◆ RECORD SET:
──────────────────────────────

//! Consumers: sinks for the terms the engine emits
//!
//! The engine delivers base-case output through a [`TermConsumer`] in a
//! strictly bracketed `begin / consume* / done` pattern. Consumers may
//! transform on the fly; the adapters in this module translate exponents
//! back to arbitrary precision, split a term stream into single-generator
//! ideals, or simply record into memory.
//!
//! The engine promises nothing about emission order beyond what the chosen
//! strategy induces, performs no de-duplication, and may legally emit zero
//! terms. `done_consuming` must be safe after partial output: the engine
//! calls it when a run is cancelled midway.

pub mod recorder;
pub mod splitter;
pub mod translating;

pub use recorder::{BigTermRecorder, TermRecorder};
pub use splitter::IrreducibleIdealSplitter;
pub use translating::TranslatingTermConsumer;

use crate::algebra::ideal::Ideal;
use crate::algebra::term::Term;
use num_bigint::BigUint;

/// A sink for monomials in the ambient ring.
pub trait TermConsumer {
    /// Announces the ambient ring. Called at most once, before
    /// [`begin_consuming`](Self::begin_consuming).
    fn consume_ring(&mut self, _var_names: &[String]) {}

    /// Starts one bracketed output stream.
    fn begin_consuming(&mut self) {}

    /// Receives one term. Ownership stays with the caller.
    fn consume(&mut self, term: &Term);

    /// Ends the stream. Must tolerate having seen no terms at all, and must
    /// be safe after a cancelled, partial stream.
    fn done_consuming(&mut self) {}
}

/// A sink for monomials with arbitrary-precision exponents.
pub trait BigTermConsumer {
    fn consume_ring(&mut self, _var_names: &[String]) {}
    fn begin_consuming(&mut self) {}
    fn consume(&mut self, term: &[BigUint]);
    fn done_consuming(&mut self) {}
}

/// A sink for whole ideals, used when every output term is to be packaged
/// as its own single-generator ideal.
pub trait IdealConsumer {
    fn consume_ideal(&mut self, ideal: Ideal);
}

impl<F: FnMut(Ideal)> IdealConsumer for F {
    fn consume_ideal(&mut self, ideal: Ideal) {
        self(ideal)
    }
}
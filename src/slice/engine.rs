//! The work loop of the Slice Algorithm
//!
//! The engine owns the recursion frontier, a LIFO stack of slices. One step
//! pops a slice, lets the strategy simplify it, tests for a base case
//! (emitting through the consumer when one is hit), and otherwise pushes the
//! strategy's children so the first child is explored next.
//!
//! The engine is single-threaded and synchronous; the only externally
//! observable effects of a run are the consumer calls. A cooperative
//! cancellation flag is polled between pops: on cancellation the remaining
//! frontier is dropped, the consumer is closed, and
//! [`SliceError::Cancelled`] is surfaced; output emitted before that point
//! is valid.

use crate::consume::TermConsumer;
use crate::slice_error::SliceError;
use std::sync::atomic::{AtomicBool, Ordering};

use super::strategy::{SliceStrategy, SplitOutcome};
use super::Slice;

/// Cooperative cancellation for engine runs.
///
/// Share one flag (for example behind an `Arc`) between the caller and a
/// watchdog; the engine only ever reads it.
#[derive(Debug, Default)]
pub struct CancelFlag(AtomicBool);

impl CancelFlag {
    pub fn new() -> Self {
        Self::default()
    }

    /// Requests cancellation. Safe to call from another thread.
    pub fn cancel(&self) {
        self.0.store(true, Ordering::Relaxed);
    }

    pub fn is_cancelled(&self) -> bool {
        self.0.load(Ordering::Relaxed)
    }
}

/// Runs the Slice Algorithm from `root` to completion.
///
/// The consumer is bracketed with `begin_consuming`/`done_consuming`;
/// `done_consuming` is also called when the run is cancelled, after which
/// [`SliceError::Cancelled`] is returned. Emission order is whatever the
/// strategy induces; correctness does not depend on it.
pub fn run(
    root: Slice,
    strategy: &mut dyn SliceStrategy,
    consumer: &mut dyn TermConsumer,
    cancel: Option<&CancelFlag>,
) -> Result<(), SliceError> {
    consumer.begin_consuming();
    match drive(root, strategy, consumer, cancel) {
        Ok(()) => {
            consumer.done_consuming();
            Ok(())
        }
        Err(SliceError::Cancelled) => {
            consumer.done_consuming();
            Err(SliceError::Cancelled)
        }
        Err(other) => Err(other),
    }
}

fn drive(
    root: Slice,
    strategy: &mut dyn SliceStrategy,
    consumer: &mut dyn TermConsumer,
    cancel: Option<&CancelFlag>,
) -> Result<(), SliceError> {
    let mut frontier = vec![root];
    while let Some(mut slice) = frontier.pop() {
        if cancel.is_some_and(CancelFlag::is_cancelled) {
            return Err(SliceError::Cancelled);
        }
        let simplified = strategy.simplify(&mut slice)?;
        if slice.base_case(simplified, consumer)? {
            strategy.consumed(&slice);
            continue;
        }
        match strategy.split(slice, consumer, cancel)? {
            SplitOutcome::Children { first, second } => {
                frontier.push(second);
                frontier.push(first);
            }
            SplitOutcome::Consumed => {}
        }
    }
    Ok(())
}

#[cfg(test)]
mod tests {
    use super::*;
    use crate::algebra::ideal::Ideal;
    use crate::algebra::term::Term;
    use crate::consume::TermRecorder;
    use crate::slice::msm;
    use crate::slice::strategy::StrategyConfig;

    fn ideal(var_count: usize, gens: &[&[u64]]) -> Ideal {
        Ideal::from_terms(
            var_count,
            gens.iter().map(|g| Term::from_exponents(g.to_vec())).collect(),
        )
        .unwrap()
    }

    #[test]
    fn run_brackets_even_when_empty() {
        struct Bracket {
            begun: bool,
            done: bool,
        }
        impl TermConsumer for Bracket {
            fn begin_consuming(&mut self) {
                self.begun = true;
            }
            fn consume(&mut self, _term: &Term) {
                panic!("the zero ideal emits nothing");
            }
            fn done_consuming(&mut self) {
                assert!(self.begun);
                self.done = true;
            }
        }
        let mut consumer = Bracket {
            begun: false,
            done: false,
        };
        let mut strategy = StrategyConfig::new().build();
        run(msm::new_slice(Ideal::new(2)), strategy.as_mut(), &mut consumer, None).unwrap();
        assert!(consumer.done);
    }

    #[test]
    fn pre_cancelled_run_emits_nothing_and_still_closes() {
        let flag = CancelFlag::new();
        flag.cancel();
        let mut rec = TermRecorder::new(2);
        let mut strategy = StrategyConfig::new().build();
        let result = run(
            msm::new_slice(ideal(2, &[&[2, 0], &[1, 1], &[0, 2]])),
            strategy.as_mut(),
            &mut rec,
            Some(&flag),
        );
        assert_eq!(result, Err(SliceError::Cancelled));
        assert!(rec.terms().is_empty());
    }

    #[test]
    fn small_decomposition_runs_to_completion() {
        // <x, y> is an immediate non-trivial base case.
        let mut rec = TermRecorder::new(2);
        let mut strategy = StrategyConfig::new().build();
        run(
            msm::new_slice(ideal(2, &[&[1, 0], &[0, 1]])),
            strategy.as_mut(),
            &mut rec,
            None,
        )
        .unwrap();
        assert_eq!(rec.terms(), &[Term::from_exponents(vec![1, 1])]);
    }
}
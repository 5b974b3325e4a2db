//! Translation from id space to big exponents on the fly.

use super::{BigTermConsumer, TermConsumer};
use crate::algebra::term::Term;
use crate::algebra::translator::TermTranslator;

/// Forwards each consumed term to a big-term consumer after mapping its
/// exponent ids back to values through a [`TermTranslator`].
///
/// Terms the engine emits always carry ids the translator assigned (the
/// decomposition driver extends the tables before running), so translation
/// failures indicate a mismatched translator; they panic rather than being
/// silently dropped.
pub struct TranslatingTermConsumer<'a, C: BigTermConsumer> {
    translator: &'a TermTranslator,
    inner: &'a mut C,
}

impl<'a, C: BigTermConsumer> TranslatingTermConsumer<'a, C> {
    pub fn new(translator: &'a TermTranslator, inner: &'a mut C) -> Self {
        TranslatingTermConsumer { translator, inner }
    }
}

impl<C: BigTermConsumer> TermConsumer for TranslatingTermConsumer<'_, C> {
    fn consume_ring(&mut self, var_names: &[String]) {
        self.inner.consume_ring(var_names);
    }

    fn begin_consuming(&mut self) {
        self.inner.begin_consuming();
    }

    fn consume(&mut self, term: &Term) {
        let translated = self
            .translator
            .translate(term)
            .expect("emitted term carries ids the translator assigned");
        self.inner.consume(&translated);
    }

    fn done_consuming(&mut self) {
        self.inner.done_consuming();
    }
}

──────────────────────────────

◆ EXERCISE DETAILS:
Scan the material line by line and report each one that contains "super".

◆ TASK SOLUTION:
use super::strategy::{SliceStrategy, SplitOutcome};
use super::Slice;
    use super::*;
use super::{BigTermConsumer, TermConsumer};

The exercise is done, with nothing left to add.